------ EXCERPTED RECORDS

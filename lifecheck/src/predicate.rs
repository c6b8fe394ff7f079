use std::fmt;

use crate::{ActorId, CallbackKind, LifecycleLog, LogEntry, Transition, log::last_kind_in};

/// The set of `actor: kind` pairs a [`Tracker`](crate::Tracker) waits for.
///
/// Satisfied when, for every actor mentioned, the last callback recorded for
/// that actor equals the expected kind. Actors not mentioned are
/// unconstrained. Re-adding an actor replaces its previous expectation while
/// keeping its original position, so pending lists stay in the order the
/// predicate was written.
///
/// Evaluation reads the log and nothing else, so evaluating twice against an
/// unchanged log always gives the same answer.
///
/// ```
/// use lifecheck::{CallbackKind::*, LifecycleLog, WaitPredicate};
///
/// let log = LifecycleLog::new();
/// log.record("A", Stopped);
///
/// let predicate = WaitPredicate::new().with("A", Stopped).with("B", Resumed);
/// assert!(!predicate.is_satisfied(&log));
///
/// log.record("B", Resumed);
/// assert!(predicate.is_satisfied(&log));
/// ```
#[derive(Debug, Clone, Default, PartialEq, Eq)]
pub struct WaitPredicate {
    expected: Vec<(ActorId, CallbackKind)>,
}

impl WaitPredicate {
    pub fn new() -> Self {
        Self::default()
    }

    /// Expect `actor`'s last callback to be `kind`.
    pub fn with(mut self, actor: impl Into<ActorId>, kind: CallbackKind) -> Self {
        self.insert(actor.into(), kind);
        self
    }

    fn insert(&mut self, actor: ActorId, kind: CallbackKind) {
        match self.expected.iter_mut().find(|(a, _)| *a == actor) {
            Some(slot) => slot.1 = kind,
            None => self.expected.push((actor, kind)),
        }
    }

    /// Iterate the expected pairs in insertion order.
    pub fn iter(&self) -> impl Iterator<Item = (&ActorId, CallbackKind)> {
        self.expected.iter().map(|(a, k)| (a, *k))
    }

    pub fn len(&self) -> usize {
        self.expected.len()
    }

    /// An empty predicate is trivially satisfied.
    pub fn is_empty(&self) -> bool {
        self.expected.is_empty()
    }

    pub fn is_satisfied(&self, log: &LifecycleLog) -> bool {
        log.with_entries(|entries| self.is_satisfied_by(entries))
    }

    /// Returns the pairs the log does not satisfy yet.
    pub fn pending(&self, log: &LifecycleLog) -> Vec<Transition> {
        log.with_entries(|entries| self.pending_in(entries))
    }

    pub(crate) fn is_satisfied_by(&self, entries: &[LogEntry]) -> bool {
        self.expected
            .iter()
            .all(|(actor, kind)| last_kind_in(entries, actor) == Some(*kind))
    }

    pub(crate) fn pending_in(&self, entries: &[LogEntry]) -> Vec<Transition> {
        self.expected
            .iter()
            .filter(|(actor, kind)| last_kind_in(entries, actor) != Some(*kind))
            .map(|(actor, kind)| Transition::new(actor.clone(), *kind))
            .collect()
    }
}

impl<A: Into<ActorId>> FromIterator<(A, CallbackKind)> for WaitPredicate {
    fn from_iter<I: IntoIterator<Item = (A, CallbackKind)>>(iter: I) -> Self {
        let mut predicate = WaitPredicate::new();
        for (actor, kind) in iter {
            predicate.insert(actor.into(), kind);
        }
        predicate
    }
}

impl<A: Into<ActorId>, const N: usize> From<[(A, CallbackKind); N]> for WaitPredicate {
    fn from(pairs: [(A, CallbackKind); N]) -> Self {
        pairs.into_iter().collect()
    }
}

impl From<Transition> for WaitPredicate {
    fn from(t: Transition) -> Self {
        WaitPredicate::new().with(t.actor().clone(), t.kind())
    }
}

impl fmt::Display for WaitPredicate {
    fn fmt(&self, f: &mut fmt::Formatter<'_>) -> fmt::Result {
        write!(f, "{{")?;
        for (i, (actor, kind)) in self.expected.iter().enumerate() {
            if i > 0 {
                write!(f, ", ")?;
            }
            write!(f, "{actor}: {kind}")?;
        }
        write!(f, "}}")
    }
}

#[cfg(test)]
mod tests {
    use super::*;
    use crate::{CallbackKind::*, transition};

    #[test]
    fn reinserting_an_actor_replaces_in_place() {
        let predicate = WaitPredicate::new()
            .with("A", Resumed)
            .with("B", Paused)
            .with("A", Stopped);
        let pairs: Vec<_> = predicate.iter().map(|(a, k)| (a.as_str(), k)).collect();
        assert_eq!(pairs, vec![("A", Stopped), ("B", Paused)]);
    }

    #[test]
    fn uses_last_recorded_kind_only() {
        let log = LifecycleLog::new();
        log.record("A", Stopped);
        log.record("A", Restarted);
        let predicate = WaitPredicate::from([("A", Stopped)]);
        assert!(!predicate.is_satisfied(&log));
    }

    #[test]
    fn unmentioned_actors_are_unconstrained() {
        let log = LifecycleLog::new();
        log.record("A", Resumed);
        log.record("B", Destroyed);
        assert!(WaitPredicate::from([("A", Resumed)]).is_satisfied(&log));
    }

    #[test]
    fn unseen_actor_is_pending() {
        let log = LifecycleLog::new();
        let predicate = WaitPredicate::from([("A", Resumed), ("B", Stopped)]);
        log.record("A", Resumed);
        assert_eq!(predicate.pending(&log), vec![transition("B", Stopped)]);
    }

    #[test]
    fn empty_predicate_is_satisfied() {
        assert!(WaitPredicate::new().is_satisfied(&LifecycleLog::new()));
    }

    #[test]
    fn evaluation_is_repeatable_on_unchanged_log() {
        let log = LifecycleLog::new();
        log.record("A", Paused);
        let predicate = WaitPredicate::from([("A", Paused), ("B", Resumed)]);
        let first = predicate.is_satisfied(&log);
        for _ in 0..10 {
            assert_eq!(predicate.is_satisfied(&log), first);
        }
        assert_eq!(predicate.pending(&log), predicate.pending(&log));
        assert_eq!(log.len(), 1);
    }

    #[test]
    fn display_lists_pairs_in_order() {
        let predicate = WaitPredicate::from([("A", Stopped), ("B", Resumed)]);
        assert_eq!(predicate.to_string(), "{A: stopped, B: resumed}");
    }
}
use std::fmt;

use crate::{ActorId, Transition, error::list};

/// What a sequence check was comparing.
#[derive(Debug, Clone, PartialEq, Eq)]
pub enum Subject {
    /// The callbacks of one actor, with other actors filtered out.
    Actor(ActorId),
    /// The callbacks of several actors, interleaved.
    Actors(Vec<ActorId>),
    /// Every recorded callback.
    EntireLog,
}

impl fmt::Display for Subject {
    fn fmt(&self, f: &mut fmt::Formatter<'_>) -> fmt::Result {
        match self {
            Subject::Actor(actor) => write!(f, "Actor '{actor}'"),
            Subject::Actors(actors) => write!(f, "Actors {}", list(actors)),
            Subject::EntireLog => write!(f, "Entire log"),
        }
    }
}

/// The first point where observed and expected sequences part ways.
#[derive(Debug, Clone, PartialEq, Eq)]
pub enum Divergence {
    /// Both sequences have an element here, and they differ.
    Substituted {
        expected: Transition,
        observed: Transition,
    },
    /// The observed sequence continues past the end of the expected one.
    TooFewExpected { observed: Transition },
    /// The observed sequence ends before the expected one does.
    TooManyExpected { expected: Transition },
}

/// A failed exact sequence comparison.
///
/// Carries everything needed to diagnose the failure: where the sequences
/// diverge, how, and both full sequences.
#[derive(Debug, Clone, PartialEq, Eq)]
pub struct SequenceMismatch {
    subject: Subject,
    scenario: String,
    position: usize,
    divergence: Divergence,
    expected: Vec<Transition>,
    observed: Vec<Transition>,
    known_deviation: Option<&'static str>,
}

impl SequenceMismatch {
    /// Compare index by index. Returns `None` when the sequences are equal.
    pub(crate) fn between(
        subject: Subject,
        scenario: &str,
        expected: Vec<Transition>,
        observed: Vec<Transition>,
    ) -> Option<Self> {
        let substituted = expected
            .iter()
            .zip(&observed)
            .position(|(e, o)| e != o);

        let (position, divergence) = match substituted {
            Some(i) => (
                i,
                Divergence::Substituted {
                    expected: expected[i].clone(),
                    observed: observed[i].clone(),
                },
            ),
            None if observed.len() > expected.len() => (
                expected.len(),
                Divergence::TooFewExpected {
                    observed: observed[expected.len()].clone(),
                },
            ),
            None if observed.len() < expected.len() => (
                observed.len(),
                Divergence::TooManyExpected {
                    expected: expected[observed.len()].clone(),
                },
            ),
            None => return None,
        };

        Some(Self {
            subject,
            scenario: scenario.to_owned(),
            position,
            divergence,
            expected,
            observed,
            known_deviation: None,
        })
    }

    pub(crate) fn with_known_deviation(mut self, note: Option<&'static str>) -> Self {
        self.known_deviation = note;
        self
    }

    pub fn subject(&self) -> &Subject {
        &self.subject
    }

    pub fn scenario(&self) -> &str {
        &self.scenario
    }

    /// Index of the first divergence.
    pub fn position(&self) -> usize {
        self.position
    }

    pub fn divergence(&self) -> &Divergence {
        &self.divergence
    }

    pub fn expected(&self) -> &[Transition] {
        &self.expected
    }

    pub fn observed(&self) -> &[Transition] {
        &self.observed
    }

    /// Set when the expected sequence documents a known defect of the system
    /// under test.
    pub fn known_deviation(&self) -> Option<&'static str> {
        self.known_deviation
    }

    // Single-actor checks print kinds only; the actor is already in the subject.
    fn render(&self, t: &Transition) -> String {
        match self.subject {
            Subject::Actor(_) => t.kind().to_string(),
            _ => t.to_string(),
        }
    }

    fn render_all(&self, items: &[Transition]) -> String {
        let parts: Vec<String> = items.iter().map(|t| self.render(t)).collect();
        format!("[{}]", parts.join(", "))
    }
}

impl fmt::Display for SequenceMismatch {
    fn fmt(&self, f: &mut fmt::Formatter<'_>) -> fmt::Result {
        write!(f, "{} during {}: ", self.subject, self.scenario)?;
        let n = self.position;
        match &self.divergence {
            Divergence::Substituted { expected, observed } => write!(
                f,
                "mismatch at position {n}: observed {}, expected {}",
                self.render(observed),
                self.render(expected)
            )?,
            Divergence::TooFewExpected { observed } => write!(
                f,
                "too few expected, length mismatch at position {n}: observed {}, expected <end>",
                self.render(observed)
            )?,
            Divergence::TooManyExpected { expected } => write!(
                f,
                "too many expected, length mismatch at position {n}: observed <end>, expected {}",
                self.render(expected)
            )?,
        }
        write!(f, "\n  expected: {}", self.render_all(&self.expected))?;
        write!(f, "\n  observed: {}", self.render_all(&self.observed))?;
        if let Some(note) = self.known_deviation {
            write!(f, "\n  known deviation: {note}")?;
        }
        Ok(())
    }
}

/// A required ordering was not found in the log.
///
/// `chain` is the ordering that was looked for; `missing` is the first
/// element of it that could not be matched at or after the position where the
/// previous element was found.
#[derive(Debug, Clone, PartialEq, Eq)]
pub struct OrderViolation {
    scenario: String,
    chain: Vec<Transition>,
    index: usize,
    observed: Vec<Transition>,
}

impl OrderViolation {
    pub(crate) fn new(
        scenario: &str,
        chain: Vec<Transition>,
        index: usize,
        observed: Vec<Transition>,
    ) -> Self {
        Self {
            scenario: scenario.to_owned(),
            chain,
            index,
            observed,
        }
    }

    pub fn scenario(&self) -> &str {
        &self.scenario
    }

    pub fn chain(&self) -> &[Transition] {
        &self.chain
    }

    /// Index into [`chain`](Self::chain) of the unmatched transition.
    pub fn index(&self) -> usize {
        self.index
    }

    pub fn missing(&self) -> &Transition {
        &self.chain[self.index]
    }

    pub fn observed(&self) -> &[Transition] {
        &self.observed
    }
}

impl fmt::Display for OrderViolation {
    fn fmt(&self, f: &mut fmt::Formatter<'_>) -> fmt::Result {
        write!(
            f,
            "{}: transition '{}' wasn't observed in the expected position",
            self.scenario,
            self.missing()
        )?;
        if self.index > 0 {
            write!(f, " (after '{}')", self.chain[self.index - 1])?;
        }
        write!(f, "\n  order: {}", list(&self.chain))?;
        write!(f, "\n  observed: {}", list(&self.observed))
    }
}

------------

## ASSIGNMENT
Count every line above that holds the string "collect" and give the total, nothing more.

## SOLUTION TO THE PROBLEM
4